Homework - Could Do Better

Issue 69

Recent months required children's academic learning to take place at home like never before

Even prior to the coronavirus pandemic, most parents and children would have experienced a stressful evening on the back of a difficult, frustrating or uncertain homework task. I confess that as a child I rather enjoyed homework but can still recall the tears and shouting it could induce in my household during the younger years of my time at secondary school.

Back then, Religious Education often seemed to be the cause. Perhaps the questions posed were just too difficult? How could I – a twelve-year-old – answer them when neither my parents nor thousands of years of profound thought and religious experience could? Excessive stress does not create optimal conditions for learning. However, research indicates that when deployed effectively, homework is likely to have a positive impact on student achievement. It shouldn’t be set simply to follow blindly a timetable or school policy.

Homework should have a clear academic purpose explicitly stated. This aids student motivation and can be helpful for parents to understand what is being pursued. Homework can be undertaken for a variety of reasons, including to help teachers check students’ understanding as well as practice and application for students. With care, homework can also be used for pre-learning – to check for existing knowledge or understanding and possible misconceptions prior to new learning. Some caution should be sounded here. For some children and their parents, new learning can be particularly disorientating and therefore is not always suited to the home environment. Good homework is not disconnected from the ongoing learning that is taking place in school.
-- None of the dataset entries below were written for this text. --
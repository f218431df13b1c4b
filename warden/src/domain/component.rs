//! Per-component supervision state.

use chrono::{DateTime, Utc};
use serde::{Deserialize, Serialize};

/// Lifecycle of a supervised component.
#[derive(Debug, Clone, Copy, PartialEq, Eq, Hash, Serialize, Deserialize, Default)]
#[serde(rename_all = "lowercase")]
pub enum Lifecycle {
    /// Last probe succeeded.
    #[default]
    Healthy,
    /// Failing, but no restart is currently pending.
    Degraded,
    /// A restart was just issued and has not been observed by a probe yet.
    Restarting,
    /// Failing inside the cooldown window of a previous restart.
    Cooldown,
}

impl Lifecycle {
    pub fn is_healthy(&self) -> bool {
        matches!(self, Self::Healthy)
    }
}

impl std::fmt::Display for Lifecycle {
    fn fmt(&self, f: &mut std::fmt::Formatter<'_>) -> std::fmt::Result {
        match self {
            Lifecycle::Healthy => write!(f, "healthy"),
            Lifecycle::Degraded => write!(f, "degraded"),
            Lifecycle::Restarting => write!(f, "restarting"),
            Lifecycle::Cooldown => write!(f, "cooldown"),
        }
    }
}

/// Supervision state of one monitored component.
#[derive(Debug, Clone, Serialize, Deserialize)]
pub struct ComponentState {
    /// Stable identifier, e.g. `store` or `provider:gemini`.
    pub name: String,
    pub lifecycle: Lifecycle,
    /// Failures since the last success or restart.
    pub consecutive_failures: u32,
    pub last_probe_at: Option<DateTime<Utc>>,
    pub last_success_at: Option<DateTime<Utc>>,
    pub last_restart_at: Option<DateTime<Utc>>,
    pub last_alert_at: Option<DateTime<Utc>>,
    /// False for advisory-only components that must never be restarted.
    pub restart_eligible: bool,
    /// Detail of the most recent failed probe.
    pub last_detail: Option<String>,
    /// Latency of the most recent probe in milliseconds.
    pub last_latency_ms: Option<u64>,
    /// Failed probes since the supervisor started.
    pub total_failures: u64,
    /// Restarts issued since the supervisor started.
    pub total_restarts: u64,
    /// A restart command has been dispatched and its outcome is pending.
    #[serde(skip)]
    pub(crate) restart_in_flight: bool,
}

impl ComponentState {
    pub fn new(name: impl Into<String>, restart_eligible: bool) -> Self {
        Self {
            name: name.into(),
            lifecycle: Lifecycle::Healthy,
            consecutive_failures: 0,
            last_probe_at: None,
            last_success_at: None,
            last_restart_at: None,
            last_alert_at: None,
            restart_eligible,
            last_detail: None,
            last_latency_ms: None,
            total_failures: 0,
            total_restarts: 0,
            restart_in_flight: false,
        }
    }

    /// Whether `now` falls inside the cooldown window of the last restart.
    pub fn in_cooldown(&self, now: DateTime<Utc>, cooldown: chrono::Duration) -> bool {
        self.last_restart_at
            .is_some_and(|restarted| now.signed_duration_since(restarted) < cooldown)
    }

    /// Whether a restart command is outstanding.
    pub fn restart_in_flight(&self) -> bool {
        self.restart_in_flight
    }

    /// Check the lifecycle/counter invariant.
    pub fn is_consistent(&self) -> bool {
        match self.lifecycle {
            Lifecycle::Healthy => self.consecutive_failures == 0,
            _ => true,
        }
    }
}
It should form an integral part of that learning and complement it rather than being a one-off or standalone activity. It can also be helpful where homework tasks introduce elements of choice for children as this gives them greater agency and can aid their motivation. Homework divides parental opinion and particularly the extent to which it should or shouldn’t occupy children’s lives outside of school. It’s not unusual for different parents with children in the same class to complain at the same time of too much and too little homework. What may take one child five minutes can – for a variety of reasons – take another 40 minutes – perhaps because they are struggling with the task or are being overly conscientious. A few years ago, around our launch of a new online homework platform, we held a series of parent events that discussed and sought parental views on homework.
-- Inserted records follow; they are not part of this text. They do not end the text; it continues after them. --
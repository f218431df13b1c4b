//! Component restarts.
//!
//! The supervisor never manages process lifecycles itself. It asks a
//! [`Restarter`] to restart a component by name and learns the outcome
//! asynchronously through the [`RestartWorker`].

mod worker;

pub use worker::{RestartRequest, RestartWorker};

use std::collections::BTreeMap;
use std::time::Duration;

use async_trait::async_trait;
use serde::{Deserialize, Serialize};
use tracing::{debug, info};

use crate::utils::process::{render_argv, run_command};
use crate::{Error, Result};

/// Something that can restart a named component.
#[async_trait]
pub trait Restarter: Send + Sync {
    /// Restart `component`. Success means the restart was issued, not that
    /// the component is healthy again.
    async fn restart(&self, component: &str) -> Result<()>;
}

/// Result of one restart attempt, reported back to the policy engine.
#[derive(Debug, Clone, PartialEq, Eq)]
pub enum RestartOutcome {
    Succeeded,
    Failed(String),
}

impl RestartOutcome {
    pub fn is_success(&self) -> bool {
        matches!(self, Self::Succeeded)
    }
}

impl From<Result<()>> for RestartOutcome {
    fn from(result: Result<()>) -> Self {
        match result {
            Ok(()) => Self::Succeeded,
            Err(Error::RestartDispatch { detail, .. }) => Self::Failed(detail),
            Err(e) => Self::Failed(e.to_string()),
        }
    }
}

/// `[restart]` configuration.
#[derive(Debug, Clone, Serialize, Deserialize)]
pub struct RestartConfig {
    /// Argv template; `{component}` is replaced by the component name.
    #[serde(default)]
    pub command: Vec<String>,
    /// Per-component argv templates that replace `command`.
    #[serde(default)]
    pub overrides: BTreeMap<String, Vec<String>>,
    #[serde(default = "default_timeout_secs")]
    pub timeout_secs: u64,
}

fn default_timeout_secs() -> u64 {
    60
}

impl Default for RestartConfig {
    fn default() -> Self {
        Self {
            command: Vec::new(),
            overrides: BTreeMap::new(),
            timeout_secs: default_timeout_secs(),
        }
    }
}

impl RestartConfig {
    pub fn timeout(&self) -> Duration {
        Duration::from_secs(self.timeout_secs)
    }

    /// Argv template used for `component`.
    pub fn template_for(&self, component: &str) -> &[String] {
        self.overrides
            .get(component)
            .map(Vec::as_slice)
            .unwrap_or(&self.command)
    }
}

/// Restarts components by running an external command.
#[derive(Debug, Clone)]
pub struct CommandRestarter {
    config: RestartConfig,
}

impl CommandRestarter {
    pub fn new(config: RestartConfig) -> Result<Self> {
        if config.timeout_secs == 0 {
            return Err(Error::config("restart.timeout_secs must be greater than 0"));
        }
        if let Some((name, _)) = config.overrides.iter().find(|(_, argv)| argv.is_empty()) {
            return Err(Error::config(format!(
                "restart override for '{}' must not be empty",
                name
            )));
        }
        Ok(Self { config })
    }

    /// The argv that would be run for `component`.
    pub fn argv_for(&self, component: &str) -> Vec<String> {
        render_argv(
            self.config.template_for(component),
            &[("component", component)],
        )
    }
}

#[async_trait]
impl Restarter for CommandRestarter {
    async fn restart(&self, component: &str) -> Result<()> {
        let argv = self.argv_for(component);
        if argv.is_empty() {
            return Err(Error::restart(component, "no restart command configured"));
        }

        debug!(component = %component, argv = ?argv, "Running restart command");
        let output = tokio::time::timeout(self.config.timeout(), run_command(&argv, None))
            .await
            .map_err(|_| {
                Error::restart(
                    component,
                    format!("timed out after {}s", self.config.timeout_secs),
                )
            })?
            .map_err(|e| Error::restart(component, e.to_string()))?;

        if !output.success() {
            return Err(Error::restart(component, output.failure_detail()));
        }

        info!(component = %component, "Restart command completed");
        Ok(())
    }
}

#[cfg(test)]
mod tests {
    use super::*;

    fn argv(parts: &[&str]) -> Vec<String> {
        parts.iter().map(|s| s.to_string()).collect()
    }

    #[test]
    fn test_override_replaces_default_command() {
        let mut overrides = BTreeMap::new();
        overrides.insert("store".to_string(), argv(&["systemctl", "restart", "mongod"]));
        let restarter = CommandRestarter::new(RestartConfig {
            command: argv(&["docker", "compose", "restart", "{component}"]),
            overrides,
            timeout_secs: 10,
        })
        .unwrap();

        assert_eq!(restarter.argv_for("worker"), argv(&["docker", "compose", "restart", "worker"]));
        assert_eq!(restarter.argv_for("store"), argv(&["systemctl", "restart", "mongod"]));
    }

    #[test]
    fn test_rejects_empty_override() {
        let mut overrides = BTreeMap::new();
        overrides.insert("store".to_string(), Vec::new());
        let err = CommandRestarter::new(RestartConfig {
            overrides,
            ..Default::default()
        })
        .unwrap_err();
        assert!(matches!(err, Error::Configuration(_)));
    }

    #[test]
    fn test_outcome_from_result() {
        assert_eq!(RestartOutcome::from(Ok(())), RestartOutcome::Succeeded);
        let failed = RestartOutcome::from(Err(Error::restart("store", "unreachable")));
        assert_eq!(failed, RestartOutcome::Failed("unreachable".to_string()));
    }

    #[tokio::test]
    async fn test_missing_command_is_dispatch_error() {
        let restarter = CommandRestarter::new(RestartConfig::default()).unwrap();
        let err = restarter.restart("store").await.unwrap_err();
        assert!(matches!(err, Error::RestartDispatch { .. }));
    }

    #[cfg(unix)]
    #[tokio::test]
    async fn test_command_exit_status() {
        let ok = CommandRestarter::new(RestartConfig {
            command: argv(&["sh", "-c", "test {component} = worker"]),
            ..Default::default()
        })
        .unwrap();
        ok.restart("worker").await.unwrap();
        assert!(ok.restart("store").await.is_err());
    }

    #[cfg(unix)]
    #[tokio::test]
    async fn test_command_timeout() {
        let slow = CommandRestarter::new(RestartConfig {
            command: argv(&["sleep", "5"]),
            timeout_secs: 1,
            ..Default::default()
        })
        .unwrap();
        let err = slow.restart("store").await.unwrap_err();
        assert!(err.to_string().contains("timed out"));
    }
}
It became clear that one parent’s too much is another’s too little and we quickly realised that it is not possible to keep everyone happy when it comes to homework. Some homework can be overkill: 30 questions when ten would do; a five-page assignment when something much shorter would also aid learning and assessment. Less can be more.
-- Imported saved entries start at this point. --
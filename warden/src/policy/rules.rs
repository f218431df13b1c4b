//! Failure policy.
//!
//! Pure state transitions: each function mutates one [`ComponentState`] and
//! returns the side effects the engine should carry out. Nothing here does
//! I/O or reads the clock.

use chrono::{DateTime, Utc};

use crate::domain::{ComponentState, Lifecycle, ProbeResult};
use crate::notification::Severity;
use crate::restart::RestartOutcome;

/// Policy knobs.
#[derive(Debug, Clone)]
pub struct PolicyConfig {
    /// Consecutive failures that trigger a restart.
    pub failure_threshold: u32,
    /// Minimum time between two restarts of the same component.
    pub restart_cooldown: chrono::Duration,
    /// Send an informational alert when an alerted component recovers.
    pub notify_on_recovery: bool,
}

impl Default for PolicyConfig {
    fn default() -> Self {
        Self {
            failure_threshold: 3,
            restart_cooldown: chrono::Duration::minutes(10),
            notify_on_recovery: true,
        }
    }
}

/// Side effect requested by the policy.
#[derive(Debug, Clone, PartialEq, Eq)]
pub enum Action {
    /// Dispatch a restart of the component.
    Restart,
    /// Send a rate-limited alert about the component.
    Alert {
        severity: Severity,
        subject: String,
        body: String,
    },
}

impl Action {
    fn alert(severity: Severity, subject: String, body: String) -> Self {
        Self::Alert {
            severity,
            subject,
            body,
        }
    }
}

#[derive(Debug, Clone, Default)]
pub struct FailurePolicy {
    config: PolicyConfig,
}

impl FailurePolicy {
    pub fn new(config: PolicyConfig) -> Self {
        Self { config }
    }

    pub fn config(&self) -> &PolicyConfig {
        &self.config
    }

    /// Apply one probe result.
    pub fn on_probe_result(
        &self,
        state: &mut ComponentState,
        result: &ProbeResult,
        now: DateTime<Utc>,
    ) -> Vec<Action> {
        state.last_probe_at = Some(result.observed_at);
        state.last_latency_ms = Some(result.latency.as_millis() as u64);

        if result.success {
            return self.on_success(state, now);
        }

        state.consecutive_failures = state.consecutive_failures.saturating_add(1);
        state.total_failures += 1;
        let detail = result.detail.clone().unwrap_or_else(|| "failure".to_string());
        state.last_detail = Some(detail.clone());

        let in_cooldown = state.in_cooldown(now, self.config.restart_cooldown);

        if state.consecutive_failures < self.config.failure_threshold {
            state.lifecycle = if in_cooldown {
                Lifecycle::Cooldown
            } else {
                Lifecycle::Degraded
            };
            return Vec::new();
        }

        if !state.restart_eligible {
            state.lifecycle = Lifecycle::Degraded;
            return vec![Action::alert(
                Severity::Warning,
                format!("{} is failing", state.name),
                format!(
                    "{} has failed {} consecutive checks. It is advisory-only and will not be restarted.\n\nLast failure: {}",
                    state.name, state.consecutive_failures, detail
                ),
            )];
        }

        if in_cooldown {
            state.lifecycle = Lifecycle::Cooldown;
            return vec![Action::alert(
                Severity::Warning,
                format!("{} still failing after restart", state.name),
                format!(
                    "{} has failed {} consecutive checks since it was restarted at {}. No further restart will be issued until the cooldown ends.\n\nLast failure: {}",
                    state.name,
                    state.consecutive_failures,
                    format_time(state.last_restart_at),
                    detail
                ),
            )];
        }

        state.lifecycle = Lifecycle::Degraded;
        if state.restart_in_flight {
            return Vec::new();
        }
        state.restart_in_flight = true;
        vec![Action::Restart]
    }

    /// Apply the outcome of a dispatched restart.
    pub fn on_restart_outcome(
        &self,
        state: &mut ComponentState,
        outcome: &RestartOutcome,
        now: DateTime<Utc>,
    ) -> Vec<Action> {
        state.restart_in_flight = false;

        match outcome {
            RestartOutcome::Succeeded => {
                let failures = state.consecutive_failures;
                state.lifecycle = Lifecycle::Restarting;
                state.last_restart_at = Some(now);
                state.consecutive_failures = 0;
                state.total_restarts += 1;
                vec![Action::alert(
                    Severity::Critical,
                    format!("{} restarted", state.name),
                    format!(
                        "{} was restarted after {} consecutive failed checks.\n\nLast failure: {}",
                        state.name,
                        failures,
                        state.last_detail.as_deref().unwrap_or("unknown")
                    ),
                )]
            }
            RestartOutcome::Failed(detail) => vec![Action::alert(
                Severity::Critical,
                format!("restart of {} failed", state.name),
                format!(
                    "{} has failed {} consecutive checks and the restart could not be issued: {}\n\nThe restart will be retried on the next failed check.",
                    state.name, state.consecutive_failures, detail
                ),
            )],
        }
    }

    fn on_success(&self, state: &mut ComponentState, now: DateTime<Utc>) -> Vec<Action> {
        let was = state.lifecycle;
        let alerted_since_success = match (state.last_alert_at, state.last_success_at) {
            (Some(alerted), Some(succeeded)) => alerted > succeeded,
            (Some(_), None) => true,
            (None, _) => false,
        };

        state.consecutive_failures = 0;
        state.lifecycle = Lifecycle::Healthy;
        state.last_success_at = Some(now);

        if self.config.notify_on_recovery && !was.is_healthy() && alerted_since_success {
            return vec![Action::alert(
                Severity::Info,
                format!("{} recovered", state.name),
                format!("{} is healthy again (was {}).", state.name, was),
            )];
        }
        Vec::new()
    }
}

fn format_time(at: Option<DateTime<Utc>>) -> String {
    at.map(|t| t.to_rfc3339()).unwrap_or_else(|| "never".to_string())
}

#[cfg(test)]
mod tests {
    use std::time::Duration;

    use super::*;

    fn policy() -> FailurePolicy {
        FailurePolicy::default()
    }

    fn fail(name: &str) -> ProbeResult {
        ProbeResult::failure(name, "connection refused", Duration::from_millis(5))
    }

    fn ok(name: &str) -> ProbeResult {
        ProbeResult::success(name, Duration::from_millis(5))
    }

    fn is_alert(actions: &[Action]) -> bool {
        actions.iter().any(|a| matches!(a, Action::Alert { .. }))
    }

    #[test]
    fn test_below_threshold_degrades() {
        let policy = policy();
        let mut state = ComponentState::new("store", true);
        let now = Utc::now();

        assert!(policy.on_probe_result(&mut state, &fail("store"), now).is_empty());
        assert_eq!(state.lifecycle, Lifecycle::Degraded);
        assert_eq!(state.consecutive_failures, 1);
        assert_eq!(state.last_detail.as_deref(), Some("connection refused"));
        assert!(state.is_consistent());
    }

    #[test]
    fn test_threshold_requests_restart_once() {
        let policy = policy();
        let mut state = ComponentState::new("store", true);
        let now = Utc::now();

        policy.on_probe_result(&mut state, &fail("store"), now);
        policy.on_probe_result(&mut state, &fail("store"), now);
        let actions = policy.on_probe_result(&mut state, &fail("store"), now);
        assert_eq!(actions, vec![Action::Restart]);
        assert!(state.restart_in_flight());

        // Outcome still pending: no second dispatch.
        let actions = policy.on_probe_result(&mut state, &fail("store"), now);
        assert!(actions.is_empty());
    }

    #[test]
    fn test_successful_restart_resets_counter() {
        let policy = policy();
        let mut state = ComponentState::new("store", true);
        let now = Utc::now();
        state.consecutive_failures = 3;
        state.restart_in_flight = true;

        let actions = policy.on_restart_outcome(&mut state, &RestartOutcome::Succeeded, now);
        assert_eq!(state.lifecycle, Lifecycle::Restarting);
        assert_eq!(state.consecutive_failures, 0);
        assert_eq!(state.last_restart_at, Some(now));
        assert_eq!(state.total_restarts, 1);
        assert!(!state.restart_in_flight());
        assert!(matches!(
            actions.as_slice(),
            [Action::Alert { severity: Severity::Critical, .. }]
        ));
    }

    #[test]
    fn test_failed_restart_keeps_counter() {
        let policy = policy();
        let mut state = ComponentState::new("store", true);
        let now = Utc::now();
        for _ in 0..3 {
            policy.on_probe_result(&mut state, &fail("store"), now);
        }

        let outcome = RestartOutcome::Failed("docker unreachable".to_string());
        policy.on_restart_outcome(&mut state, &outcome, now);
        assert_eq!(state.consecutive_failures, 3);
        assert_eq!(state.lifecycle, Lifecycle::Degraded);
        assert!(state.last_restart_at.is_none());

        // Next failing tick retries.
        let actions = policy.on_probe_result(&mut state, &fail("store"), now);
        assert_eq!(actions, vec![Action::Restart]);
    }

    #[test]
    fn test_cooldown_blocks_second_restart() {
        let policy = policy();
        let mut state = ComponentState::new("store", true);
        let now = Utc::now();
        for _ in 0..3 {
            policy.on_probe_result(&mut state, &fail("store"), now);
        }
        policy.on_restart_outcome(&mut state, &RestartOutcome::Succeeded, now);

        let later = now + chrono::Duration::minutes(1);
        assert!(policy.on_probe_result(&mut state, &fail("store"), later).is_empty());
        assert_eq!(state.lifecycle, Lifecycle::Cooldown);
        policy.on_probe_result(&mut state, &fail("store"), later);
        let actions = policy.on_probe_result(&mut state, &fail("store"), later);
        assert!(!actions.contains(&Action::Restart));
        assert!(is_alert(&actions));
        assert_eq!(state.lifecycle, Lifecycle::Cooldown);

        // Once the window has passed the next threshold crossing restarts.
        let after = now + chrono::Duration::minutes(11);
        let actions = policy.on_probe_result(&mut state, &fail("store"), after);
        assert_eq!(actions, vec![Action::Restart]);
    }

    #[test]
    fn test_advisory_component_never_restarts() {
        let policy = policy();
        let mut state = ComponentState::new("connectivity", false);
        let now = Utc::now();
        for _ in 0..10 {
            let actions = policy.on_probe_result(&mut state, &fail("connectivity"), now);
            assert!(!actions.contains(&Action::Restart));
        }
        assert_eq!(state.lifecycle, Lifecycle::Degraded);
        assert_eq!(state.consecutive_failures, 10);
    }

    #[test]
    fn test_alternating_results_never_reach_threshold() {
        let policy = policy();
        let mut state = ComponentState::new("provider:gemini", true);
        let now = Utc::now();
        let mut counters = Vec::new();
        for result in [fail("p"), ok("p"), fail("p"), fail("p")] {
            let actions = policy.on_probe_result(&mut state, &result, now);
            assert!(!actions.contains(&Action::Restart));
            counters.push(state.consecutive_failures);
        }
        assert_eq!(counters, vec![1, 0, 1, 2]);
    }

    #[test]
    fn test_success_mid_cooldown_is_healthy() {
        let policy = policy();
        let mut state = ComponentState::new("broker", true);
        let now = Utc::now();
        state.last_restart_at = Some(now);
        state.lifecycle = Lifecycle::Cooldown;
        state.consecutive_failures = 2;

        policy.on_probe_result(&mut state, &ok("broker"), now);
        assert_eq!(state.lifecycle, Lifecycle::Healthy);
        assert_eq!(state.consecutive_failures, 0);
        assert_eq!(state.last_success_at, Some(now));
        assert!(state.is_consistent());
    }

    #[test]
    fn test_recovery_alert_only_after_alert() {
        let policy = policy();
        let now = Utc::now();

        let mut quiet = ComponentState::new("web", true);
        policy.on_probe_result(&mut quiet, &fail("web"), now);
        assert!(policy.on_probe_result(&mut quiet, &ok("web"), now).is_empty());

        let mut alerted = ComponentState::new("web", true);
        policy.on_probe_result(&mut alerted, &fail("web"), now);
        alerted.last_alert_at = Some(now);
        let later = now + chrono::Duration::minutes(5);
        let actions = policy.on_probe_result(&mut alerted, &ok("web"), later);
        assert!(matches!(
            actions.as_slice(),
            [Action::Alert { severity: Severity::Info, .. }]
        ));
    }

    #[test]
    fn test_timeout_counts_as_failure() {
        let policy = policy();
        let mut state = ComponentState::new("store", true);
        let timeout = ProbeResult::timeout("store", Duration::from_secs(30));
        policy.on_probe_result(&mut state, &timeout, Utc::now());
        assert_eq!(state.consecutive_failures, 1);
        assert_eq!(state.last_detail.as_deref(), Some("timeout"));
    }
}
It can be useful for homework to be designed as time- rather than task-based. Parameters such as ‘this should take you around 15 minutes but don’t spend longer than 30 minutes’ can be helpful to both students and parents. We have always advised as a school that if homework is becoming an undue source of stress and upset, stop and send the teacher a note to this effect. The issue can always be picked up in class the next day. How much should parents assist children with homework? Parental ‘help’ – sometimes subcontracted to private tutors – almost always derives from the best intentions. Where this ‘support’ oversteps the mark, it can distort the picture and send children forward with shaky foundations. What can be more helpful is for parents to involve themselves, assisting with organisation – particularly for boys – or offering feedback where invited, but not doing it for them. Homework shouldn’t require parents to attempt to teach. This can be confusing for children particularly where methodologies may be different. Tasks should not be so completely out of reach for children for this to be necessary. Whilst many parents were understandably relieved to send their children back to school early in the spring, homework will continue to have an important role to play post-Covid – helping to close gaps in learning, offering opportunities for review and consolidation and for frequent checks of understanding.

Done well it will support further academic progress.